AFT: What do you imagine will be the end result? What seems like the most likely outcome?
Cisneros: I see an end result that incorporates the core of the system that exists today. I don’t think we’ll recognize the names Fannie and Freddie, or the corporate structure they have today—the hybrid New York Stock Exchange/private mechanism—but I think that a governmental role in the core functions will exist. Still, we’ll not see anything definitive until after the election at this point. And as much as we’d like to see action and clarity soon, I’d rather see the correct result, rather than rush. The longer that we go and understand what happened in this downturn, the more likely we are to end up with the right structure. Because acting in the heat of anger could bring us out at the wrong place. When wiser heads prevail and we get back to a period of cooler analysis, I don’t think that we want to throw the baby out with the bathwater.

AFT: Isn’t there a concern that the longer you wait, the harder it will be for Fannie and Freddie to retain staff and function well?
Cisneros: That may be an issue, but I don’t think people are leaving in droves right now. I think the downside to waiting is that we have this uncertainty in the market. And that, added to the other pressures on the housing markets, like the fact that interest rates are probably going to be rising steadily in the next year; the fact that we’re not making as much headway on the foreclosure issue as we ought to; the fact that jobs are not coming back as strongly as they should. You add all that together and housing is a major retardant, if you will, in the recovery. This is one of those vicious circles, a chicken or egg problem. Can you bring the economy back without housing, and can housing come back without the larger recovery?

AFT: When you were HUD secretary, President Clinton floated the idea that the FHA could be spun off as a government-owned corporation, and some influential voices have raised that idea again. You weren’t a fan of that idea in the ‘90s: What do you think of it now?
Cisneros: I would not privatize FHA. I think that in a moderate economy, the ideal outcome is limited, structured, but responsible roles for the public and the private sector. That is to say, there is a legitimate public role to be played that I don’t think we could sacrifice.

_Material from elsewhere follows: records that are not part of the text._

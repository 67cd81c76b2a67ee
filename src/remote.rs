//! The remote side of a mirror: listing folders and fetching content.

use std::collections::BTreeMap;
use std::path::Path;

use async_trait::async_trait;

use crate::error::Result;
use crate::models::{FileMetadata, PDF_MIME_TYPE};

/// Classification of a listing result.
#[derive(Debug, Clone, Copy, PartialEq, Eq)]
pub enum EntryKind {
    Folder,
    File,
}

/// One child returned by a folder listing.
#[derive(Debug, Clone, PartialEq, Eq)]
pub struct RemoteEntry {
    pub id: String,
    pub name: String,
    pub kind: EntryKind,
    /// URL returning the raw bytes of the file.
    pub download_link: Option<String>,
    /// Export URLs keyed by target MIME type.
    pub export_links: Option<BTreeMap<String, String>>,
}

impl RemoteEntry {
    /// A folder entry.
    pub fn folder(id: impl Into<String>, name: impl Into<String>) -> Self {
        Self {
            id: id.into(),
            name: name.into(),
            kind: EntryKind::Folder,
            download_link: None,
            export_links: None,
        }
    }

    /// A file entry with no content references attached yet.
    pub fn file(id: impl Into<String>, name: impl Into<String>) -> Self {
        Self {
            id: id.into(),
            name: name.into(),
            kind: EntryKind::File,
            download_link: None,
            export_links: None,
        }
    }

    pub fn with_download_link(mut self, link: impl Into<String>) -> Self {
        self.download_link = Some(link.into());
        self
    }

    pub fn with_export_link(mut self, mime_type: impl Into<String>, link: impl Into<String>) -> Self {
        self.export_links
            .get_or_insert_with(BTreeMap::new)
            .insert(mime_type.into(), link.into());
        self
    }

    /// Build an entry from Drive metadata. `api_base` is used to derive the
    /// `alt=media` download URL for files with binary content.
    pub fn from_metadata(metadata: FileMetadata, api_base: &str) -> Self {
        if metadata.is_folder() {
            return Self::folder(metadata.id, metadata.name);
        }

        let download_link = metadata.has_binary_content().then(|| {
            format!(
                "{}/files/{}?alt=media&supportsAllDrives=true",
                api_base, metadata.id
            )
        });

        Self {
            id: metadata.id,
            name: metadata.name,
            kind: EntryKind::File,
            download_link,
            export_links: metadata.export_links.filter(|links| !links.is_empty()),
        }
    }

    pub fn is_folder(&self) -> bool {
        self.kind == EntryKind::Folder
    }

    /// The PDF export reference, if the entry offers one.
    pub fn pdf_export_link(&self) -> Option<&str> {
        self.export_links
            .as_ref()
            .and_then(|links| links.get(PDF_MIME_TYPE))
            .map(String::as_str)
    }
}

/// Source of folder listings and file content.
///
/// Implemented by [`crate::DriveClient`]; tests substitute an in-memory tree.
#[async_trait]
pub trait RemoteLister: Send + Sync {
    /// Display name of a folder.
    async fn folder_name(&self, folder_id: &str) -> Result<String>;

    /// Immediate children of a folder, in listing order.
    async fn list_children(&self, folder_id: &str) -> Result<Vec<RemoteEntry>>;

    /// Fetch the content behind `link` into `destination`, returning the
    /// number of bytes written. On error nothing is left at `destination`.
    async fn fetch_to(&self, link: &str, destination: &Path) -> Result<u64>;
}

#[cfg(test)]
mod tests {
    use super::*;

    fn metadata(mime: &str) -> FileMetadata {
        FileMetadata {
            id: "id1".to_string(),
            name: "entry".to_string(),
            mime_type: Some(mime.to_string()),
            size: None,
            export_links: None,
        }
    }

    #[test]
    fn test_binary_file_gets_download_link() {
        let entry = RemoteEntry::from_metadata(metadata("image/png"), "https://api.test/drive/v3");
        assert_eq!(entry.kind, EntryKind::File);
        assert_eq!(
            entry.download_link.as_deref(),
            Some("https://api.test/drive/v3/files/id1?alt=media&supportsAllDrives=true")
        );
    }

    #[test]
    fn test_native_document_has_only_exports() {
        let mut meta = metadata("application/vnd.google-apps.spreadsheet");
        meta.export_links = Some(BTreeMap::from([(
            PDF_MIME_TYPE.to_string(),
            "https://docs.test/export?format=pdf".to_string(),
        )]));

        let entry = RemoteEntry::from_metadata(meta, "https://api.test/drive/v3");
        assert!(entry.download_link.is_none());
        assert_eq!(entry.pdf_export_link(), Some("https://docs.test/export?format=pdf"));
    }

    #[test]
    fn test_folder_metadata_maps_to_folder() {
        let entry = RemoteEntry::from_metadata(
            metadata("application/vnd.google-apps.folder"),
            "https://api.test/drive/v3",
        );
        assert!(entry.is_folder());
        assert!(entry.download_link.is_none());
    }

    #[test]
    fn test_shortcut_has_no_content() {
        let entry = RemoteEntry::from_metadata(
            metadata("application/vnd.google-apps.shortcut"),
            "https://api.test/drive/v3",
        );
        assert!(entry.download_link.is_none());
        assert!(entry.export_links.is_none());
        assert!(entry.pdf_export_link().is_none());
    }
}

AFT: Tell me what opportunities you're pursuing at CityView, the investment company you founded in 2000.
Cisneros: First, it’s very clear that we need more affordable and workforce housing, and that’s only going to become more acute. We’ve had such a mismatch between what was being produced and what is needed. Going forward, we’ll need less suburban McMansions and more smaller scale, transit-related, closer-in to job centers, workforce- and affordable-priced housing of various types. So at CityView, the bulk of what we do, 87 percent of all the units we’ve built, are in the middle band of workforce priced. The American economy has moved in a direction where cities have become more critical. Our new industries, such as professional services, international trade, new media, medical care, higher education—these are all metro-based. So we need to be providing housing that serves those needs. You could make a very clear argument that there are major opportunities ahead of us.